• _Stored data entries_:
################

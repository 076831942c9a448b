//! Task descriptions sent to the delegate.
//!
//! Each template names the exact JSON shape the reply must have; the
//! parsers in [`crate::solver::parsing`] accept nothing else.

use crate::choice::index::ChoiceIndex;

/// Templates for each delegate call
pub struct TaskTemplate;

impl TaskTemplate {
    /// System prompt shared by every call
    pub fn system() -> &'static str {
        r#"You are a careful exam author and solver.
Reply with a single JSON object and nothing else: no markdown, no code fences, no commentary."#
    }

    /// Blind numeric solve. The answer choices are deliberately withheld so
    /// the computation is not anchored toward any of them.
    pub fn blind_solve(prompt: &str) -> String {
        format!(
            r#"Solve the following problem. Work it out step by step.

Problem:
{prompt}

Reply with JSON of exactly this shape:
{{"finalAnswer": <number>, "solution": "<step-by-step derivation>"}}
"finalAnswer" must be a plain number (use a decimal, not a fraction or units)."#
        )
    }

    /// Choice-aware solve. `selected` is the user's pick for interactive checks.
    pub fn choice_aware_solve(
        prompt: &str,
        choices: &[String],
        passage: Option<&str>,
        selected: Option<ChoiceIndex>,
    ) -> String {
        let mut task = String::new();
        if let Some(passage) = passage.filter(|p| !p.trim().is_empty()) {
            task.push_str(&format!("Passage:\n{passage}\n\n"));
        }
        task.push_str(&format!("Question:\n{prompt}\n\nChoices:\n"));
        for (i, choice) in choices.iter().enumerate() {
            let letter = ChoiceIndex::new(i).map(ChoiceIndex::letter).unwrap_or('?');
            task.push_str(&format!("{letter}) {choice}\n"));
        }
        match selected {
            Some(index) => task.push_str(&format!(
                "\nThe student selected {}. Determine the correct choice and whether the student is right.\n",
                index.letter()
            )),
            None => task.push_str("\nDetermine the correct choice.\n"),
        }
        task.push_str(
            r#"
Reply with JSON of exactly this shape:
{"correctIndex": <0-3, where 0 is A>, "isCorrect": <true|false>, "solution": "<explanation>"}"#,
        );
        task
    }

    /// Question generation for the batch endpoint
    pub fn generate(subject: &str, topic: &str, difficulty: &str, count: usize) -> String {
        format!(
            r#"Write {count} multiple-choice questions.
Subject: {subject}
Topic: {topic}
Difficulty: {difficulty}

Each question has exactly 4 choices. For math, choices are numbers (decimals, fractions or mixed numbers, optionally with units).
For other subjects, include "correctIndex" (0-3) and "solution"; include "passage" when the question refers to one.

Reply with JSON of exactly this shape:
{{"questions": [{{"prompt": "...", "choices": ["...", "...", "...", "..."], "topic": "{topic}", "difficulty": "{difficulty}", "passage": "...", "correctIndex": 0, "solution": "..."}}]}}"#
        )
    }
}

################

The lines holding the word "call" are the answer. Find them in the entries and copy them.

/// Templates for each delegate call
    /// System prompt shared by every call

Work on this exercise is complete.